NFL

COUGHLIN’S WINS OF CHANGE

PHOENIX – All week long, to the point of exhaustion, Tom Coughlin stood tall and he answered the same question posed in a thousand different ways. How did you change? Why did you change? Was it difficult to change? Do you have change for a five? At what point did you know you needed to change? David Bowie could have been his interpreter.

Turn and face the strange (ch-ch-changes) …

All week long, Coughlin hung in there like Eli Manning in the pocket, never once lost patience with the subject, even though he knew as well as everyone else milling about those various Super Bowl podiums the real questions lurking underneath.

“How did it feel to be told you had to change or lose your job? Were you really an ogre before? Are you comfortable with this kinder, gentler, you? Do you still have to get to meetings 10 minutes early?”

Yesterday, on his first full day as a Super Bowl-winning coach – the title he will carry the rest of his life, the accomplishment that will be in the first sentence of his obituary – Coughlin finally revealed something else about the way he approached this season, and the reasons why he altered that approach.
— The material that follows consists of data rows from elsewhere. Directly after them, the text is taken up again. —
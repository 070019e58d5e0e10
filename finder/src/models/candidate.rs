use serde::{Deserialize, Serialize};
use std::fmt;

/// One raw search engine hit.
#[derive(Debug, Clone, PartialEq, Eq, Serialize, Deserialize)]
#[serde(rename_all = "camelCase")]
pub struct SearchCandidate {
    #[serde(default)]
    pub title: String,
    #[serde(default, alias = "link")]
    pub raw_link: String,
    #[serde(default, alias = "displayLink")]
    pub display_domain: String,
    #[serde(default)]
    pub snippet: String,
    #[serde(default, alias = "image", skip_serializing_if = "Option::is_none")]
    pub raw_image: Option<String>,
}

impl SearchCandidate {
    /// True when the candidate carries an image distinct from its own link.
    pub fn has_usable_image(&self) -> bool {
        match self.raw_image.as_deref().map(str::trim) {
            Some(image) if !image.is_empty() => image != self.raw_link,
            _ => false,
        }
    }
}

#[derive(Debug, Clone, Copy, PartialEq, Eq, Hash, Serialize, Deserialize)]
#[serde(rename_all = "UPPERCASE")]
pub enum Currency {
    Eur,
    Usd,
    Gbp,
}

impl Currency {
    pub fn symbol(&self) -> &'static str {
        match self {
            Currency::Eur => "€",
            Currency::Usd => "$",
            Currency::Gbp => "£",
        }
    }
}

/// A price actually found in the source text.
#[derive(Debug, Clone, PartialEq, Eq, Serialize, Deserialize)]
pub struct Money {
    /// Decimal amount with a dot separator, e.g. "159.95".
    pub amount: String,
    pub currency: Currency,
}

impl fmt::Display for Money {
    fn fmt(&self, f: &mut fmt::Formatter<'_>) -> fmt::Result {
        write!(f, "{}{}", self.currency.symbol(), self.amount)
    }
}

/// Typical price bracket for a product type. Never presented as a real price.
#[derive(Debug, Clone, Copy, PartialEq, Eq, Serialize, Deserialize)]
pub struct PriceRange {
    pub min: u32,
    pub max: u32,
    pub currency: Currency,
}

#[derive(Debug, Clone, Copy, PartialEq, Eq, Default, Serialize, Deserialize)]
#[serde(rename_all = "lowercase")]
pub enum Reachability {
    Reachable,
    Unreachable,
    #[default]
    Unknown,
}

impl Reachability {
    pub fn is_reachable(&self) -> bool {
        matches!(self, Reachability::Reachable)
    }
}

#[derive(Debug, Clone, Copy, PartialEq, Eq, Default, Serialize, Deserialize)]
#[serde(rename_all = "lowercase")]
pub enum CandidateSource {
    #[default]
    Search,
    Curated,
}

/// A search candidate after link resolution (and, later, verification).
#[derive(Debug, Clone, PartialEq, Serialize, Deserialize)]
#[serde(rename_all = "camelCase")]
pub struct ResolvedCandidate {
    #[serde(flatten)]
    pub candidate: SearchCandidate,
    pub canonical_link: String,
    pub is_direct_product_link: bool,
    #[serde(default)]
    pub reachability: Reachability,
    #[serde(default, skip_serializing_if = "Option::is_none")]
    pub price: Option<Money>,
    #[serde(default, skip_serializing_if = "Option::is_none")]
    pub estimated_range: Option<PriceRange>,
    #[serde(default)]
    pub source: CandidateSource,
}

impl ResolvedCandidate {
    pub fn title(&self) -> &str {
        &self.candidate.title
    }

    pub fn is_reachable(&self) -> bool {
        self.reachability.is_reachable()
    }

    pub fn has_price(&self) -> bool {
        self.price.is_some()
    }
}
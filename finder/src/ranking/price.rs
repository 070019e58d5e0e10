//! Price extraction from search snippets.
//!
//! Only prices present in the text are reported. Candidates without one get
//! a typical range for their product type, kept apart from the price.

use regex::Regex;

use crate::models::{Currency, Money, PriceRange};

/// An amount with optional thousands grouping and two decimals.
const AMOUNT: &str = r"\d{1,3}(?:[.,\x{a0}\x{202f} ]\d{3})+(?:[.,]\d{2})?|\d+(?:[.,]\d{2})?";

lazy_static::lazy_static! {
    static ref EUR_FIRST: Regex =
        Regex::new(&format!(r"(?i)(€|\bEUR\b|\beuros?\b)[\s.]?({AMOUNT})")).unwrap();
    static ref USD_FIRST: Regex =
        Regex::new(&format!(r"(?i)(\$|\bUSD\b|\bdollars?\b)[\s.]?({AMOUNT})")).unwrap();
    static ref GBP_FIRST: Regex =
        Regex::new(&format!(r"(?i)(£|\bGBP\b|\blivres?\b)[\s.]?({AMOUNT})")).unwrap();
    static ref AMOUNT_FIRST: Regex =
        Regex::new(&format!(r"(?i)({AMOUNT})[\s.]?(€|EUR\b|USD\b|\$|£|GBP\b)")).unwrap();
    static ref AMOUNT_EURO: Regex = Regex::new(&format!(r"({AMOUNT})\s?€")).unwrap();
}

/// Drop grouping separators and write the decimal separator as a dot.
/// A separator counts as decimal only when exactly two digits follow it.
fn normalize_amount(raw: &str) -> String {
    let decimal_at = raw
        .rfind(['.', ','])
        .filter(|&i| raw.len() - i - 1 == 2);

    raw.char_indices()
        .filter_map(|(i, ch)| {
            if ch.is_ascii_digit() {
                Some(ch)
            } else if Some(i) == decimal_at {
                Some('.')
            } else {
                None
            }
        })
        .collect()
}

fn money(amount: &str, currency: Currency) -> Money {
    Money {
        amount: normalize_amount(amount),
        currency,
    }
}

fn currency_of(token: &str) -> Option<Currency> {
    match token.to_uppercase().as_str() {
        "€" | "EUR" => Some(Currency::Eur),
        "$" | "USD" => Some(Currency::Usd),
        "£" | "GBP" => Some(Currency::Gbp),
        _ => None,
    }
}

/// First price found in `title` then `snippet`, trying EUR, USD and GBP
/// prefixes before amount-first forms.
pub fn extract_price(title: &str, snippet: &str) -> Option<Money> {
    let combined = format!("{title} {snippet}");

    let prefixed = [
        (&*EUR_FIRST, Currency::Eur),
        (&*USD_FIRST, Currency::Usd),
        (&*GBP_FIRST, Currency::Gbp),
    ];
    for (pattern, currency) in prefixed {
        if let Some(amount) = pattern.captures(&combined).and_then(|c| c.get(2)) {
            return Some(money(amount.as_str(), currency));
        }
    }

    if let Some(captures) = AMOUNT_FIRST.captures(&combined) {
        if let (Some(amount), Some(currency)) = (
            captures.get(1),
            captures.get(2).and_then(|c| currency_of(c.as_str())),
        ) {
            return Some(money(amount.as_str(), currency));
        }
    }

    AMOUNT_EURO
        .captures(&combined)
        .and_then(|c| c.get(1))
        .map(|amount| money(amount.as_str(), Currency::Eur))
}

/// Typical price bracket for the product described by `title` and `snippet`.
pub fn estimated_range(title: &str, snippet: &str) -> PriceRange {
    let combined = format!("{title} {snippet}").to_lowercase();
    let has = |words: &[&str]| words.iter().any(|w| combined.contains(w));

    let (min, max) = if has(&["chaussure", "shoe", "boot", "bottine", "basket", "sneaker"]) {
        (80, 229)
    } else if has(&["sac", "bag", "sacoche", "bandoulière"]) {
        (100, 199)
    } else if has(&["veste", "jacket", "manteau", "coat", "blouson"]) {
        (100, 299)
    } else {
        (30, 79)
    };

    PriceRange {
        min,
        max,
        currency: Currency::Eur,
    }
}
“It was time,” he said, “to start having fun, and to enjoy this job.”

And you know something? All coaches should enjoy such an epiphany, achieve such a moment of clarity. The big coaches, the successful ones, they spend so much time on the chase, pursuing players, and better jobs, and richer salaries, and higher levels of competition, that it’s become anathema to admit just how cool it is to be one of the 32 men who work as NFL head coaches.

“I always evaluate who I am and what I can do to be better,” Coughlin said. “And to me, it was critical to be able to maximize the things about this life that I enjoy the most.”
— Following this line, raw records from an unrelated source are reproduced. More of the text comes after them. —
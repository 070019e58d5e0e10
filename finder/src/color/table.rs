//! Ordered table of named colour ranges.
//!
//! Ranges overlap. Classification walks the table in order and keeps the
//! first entry with the smallest distance, so reordering entries changes
//! results.

use serde::{Deserialize, Serialize};

use crate::error::{FinderError, Result};

const LIGHT_TEXT: &str = "#FFFFFF";
const DARK_TEXT: &str = "#000000";

/// One named RGB box.
#[derive(Debug, Clone, PartialEq, Serialize, Deserialize)]
#[serde(rename_all = "camelCase")]
pub struct ColorRange {
    pub min: [u8; 3],
    pub max: [u8; 3],
    pub name_local: String,
    pub name_canonical: String,
    pub is_dark: bool,
    pub contrast_color: String,
}

impl ColorRange {
    pub fn new(
        min: [u8; 3],
        max: [u8; 3],
        name_local: &str,
        name_canonical: &str,
        is_dark: bool,
    ) -> Self {
        Self {
            min,
            max,
            name_local: name_local.to_string(),
            name_canonical: name_canonical.to_string(),
            is_dark,
            contrast_color: if is_dark { LIGHT_TEXT } else { DARK_TEXT }.to_string(),
        }
    }

    /// 0 inside the box, otherwise Euclidean distance to the nearest box point.
    pub fn distance(&self, rgb: [u8; 3]) -> f64 {
        let mut sum = 0.0;
        for channel in 0..3 {
            let value = rgb[channel] as f64;
            let nearest = value.clamp(self.min[channel] as f64, self.max[channel] as f64);
            sum += (value - nearest).powi(2);
        }
        sum.sqrt()
    }
}

#[derive(Debug, Clone, PartialEq, Serialize)]
pub struct ColorTable {
    entries: Vec<ColorRange>,
}

impl ColorTable {
    pub fn new(entries: Vec<ColorRange>) -> Result<Self> {
        if entries.is_empty() {
            return Err(FinderError::Validation(
                "Colour table must contain at least one range".to_string(),
            ));
        }
        for entry in &entries {
            if (0..3).any(|c| entry.min[c] > entry.max[c]) {
                return Err(FinderError::Validation(format!(
                    "Colour range '{}' has min above max",
                    entry.name_canonical
                )));
            }
        }
        Ok(Self { entries })
    }

    pub fn entries(&self) -> &[ColorRange] {
        &self.entries
    }

    /// First entry with the minimum distance, plus that distance.
    pub fn nearest(&self, rgb: [u8; 3]) -> (&ColorRange, f64) {
        let mut best = &self.entries[0];
        let mut best_distance = best.distance(rgb);
        for entry in &self.entries[1..] {
            let distance = entry.distance(rgb);
            if distance < best_distance {
                best = entry;
                best_distance = distance;
            }
        }
        (best, best_distance)
    }
}

impl Default for ColorTable {
    fn default() -> Self {
        let entries = DEFAULT_RANGES
            .iter()
            .map(|(min, max, local, canonical, dark)| {
                ColorRange::new(*min, *max, local, canonical, *dark)
            })
            .collect();
        Self { entries }
    }
}

type RangeRow = ([u8; 3], [u8; 3], &'static str, &'static str, bool);

#[rustfmt::skip]
const DEFAULT_RANGES: &[RangeRow] = &[
    // browns
    ([80, 40, 0], [165, 100, 40], "Marron", "Brown", true),
    ([150, 90, 40], [180, 130, 80], "Marron clair", "Light brown", false),
    ([60, 30, 0], [100, 60, 30], "Marron foncé", "Dark brown", true),
    ([170, 120, 70], [210, 180, 130], "Beige", "Beige", false),
    ([210, 180, 140], [240, 220, 180], "Beige clair", "Light beige", false),
    ([160, 110, 60], [190, 140, 90], "Tan", "Tan", false),
    ([90, 50, 20], [130, 80, 40], "Chocolat", "Chocolate", true),
    ([180, 130, 80], [215, 175, 130], "Camel", "Camel", false),
    // greys
    ([0, 0, 0], [35, 35, 35], "Noir", "Black", true),
    ([36, 36, 36], [85, 85, 85], "Gris foncé", "Dark gray", true),
    ([86, 86, 86], [170, 170, 170], "Gris", "Gray", true),
    ([171, 171, 171], [235, 235, 235], "Gris clair", "Light gray", false),
    ([236, 236, 236], [255, 255, 255], "Blanc", "White", false),
    // blues
    ([0, 0, 120], [30, 30, 180], "Bleu foncé", "Dark blue", true),
    ([0, 0, 181], [65, 65, 255], "Bleu", "Blue", true),
    ([66, 66, 230], [160, 200, 255], "Bleu clair", "Light blue", false),
    ([0, 65, 106], [30, 90, 140], "Bleu marine", "Navy blue", true),
    // reds
    ([120, 0, 0], [200, 30, 30], "Rouge foncé", "Dark red", true),
    ([201, 31, 31], [255, 70, 70], "Rouge", "Red", true),
    ([181, 71, 71], [255, 150, 150], "Rouge clair", "Light red", false),
    ([180, 0, 0], [255, 50, 50], "Rouge vif", "Bright red", true),
    // greens
    ([0, 60, 0], [30, 120, 30], "Vert foncé", "Dark green", true),
    ([31, 121, 31], [80, 200, 80], "Vert", "Green", false),
    ([81, 201, 81], [170, 255, 170], "Vert clair", "Light green", false),
    // yellows and orange
    ([230, 180, 0], [255, 255, 60], "Jaune", "Yellow", false),
    ([200, 150, 0], [229, 179, 0], "Jaune foncé", "Dark yellow", false),
    ([200, 80, 0], [255, 150, 50], "Orange", "Orange", false),
    // pinks and purples
    ([200, 0, 130], [255, 0, 200], "Rose foncé", "Dark pink", true),
    ([250, 130, 200], [255, 200, 230], "Rose clair", "Light pink", false),
    ([80, 0, 80], [150, 0, 150], "Violet foncé", "Dark purple", true),
    ([151, 50, 151], [200, 100, 200], "Violet", "Purple", true),
    ([201, 101, 201], [235, 190, 235], "Violet clair", "Light purple", false),
    // cyans
    ([0, 150, 150], [100, 220, 220], "Turquoise", "Turquoise", false),
    ([0, 200, 230], [130, 255, 255], "Cyan", "Cyan", false),
    // leather goods
    ([50, 20, 0], [90, 45, 20], "Cuir", "Leather", true),
    ([130, 70, 30], [170, 100, 60], "Cognac", "Cognac", true),
    ([110, 60, 30], [140, 80, 50], "Châtaigne", "Chestnut", true),
    ([180, 160, 140], [220, 200, 180], "Taupe", "Taupe", false),
    ([170, 150, 130], [190, 170, 150], "Cappuccino", "Cappuccino", false),
    ([90, 80, 70], [120, 110, 100], "Anthracite", "Anthracite", true),
];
Sure: Coughlin had to change in order to save his job, to keep a career that would never again have included another NFL job if he’d been fired from this one, at age 61. Yes: Coughlin needed to improve communication with his players, needed to invent that leadership council, needed to physically keep ajar the door to his office he’d always insisted was open.

“There were things we wanted to hear from Tom because, quite frankly, I wanted to make sure this was still an environment where he wanted to work,” John Mara said earlier in the week. “It wasn’t just a one-way street, ‘Tom, do this or you’re gone.’ We valued him, and didn’t want him to be uncomfortable, either. Because it seemed like he was miserable at times last year.”

Misery, of course, can be a coach’s closest companion, if he lets it. The agony of losing always far surpasses the ecstasy of winning. You can be consumed in details, destroyed by misfortune. And if you happen to wear emotions on your expressive Irish face, the way Coughlin tends to, then the television cameras become an additional tormenter.

“There were times,” a friend of Coughlin’s confided yesterday, “when he would look at himself on TV and his shoulders would sag and he’d say, ‘That’s just terrible. That’s not me. Why do I look that way?’ And I’d tell him, ‘That’s how you always have looked your whole life. It’s just that people notice it more when you coach the New York Giants.’ “

See, that’s the chapter of the story everyone failed to pick up all week. Those changes? They were mutually beneficial. The Giants got a coach they could communicate with, relate to, understand. And Coughlin retrieved that part of his soul that led him to this wildly bruising, itinerant life in the first place.

It was a transfiguration that may have started early last January, when he convinced his bosses that he really was a player’s coach at heart. And one that ended late Sunday night in the Giants’ locker room at University of Phoenix Stadium with Antonio Pierce, one of the toughest nuts any coach has ever had to crack, wrapping Coughlin in a long embrace.

“Look at what you did,” the coach said.

“Couldn’t have done it without you,” the linebacker said.

The job probably never seemed more fun, more enjoyable, than at that exact moment.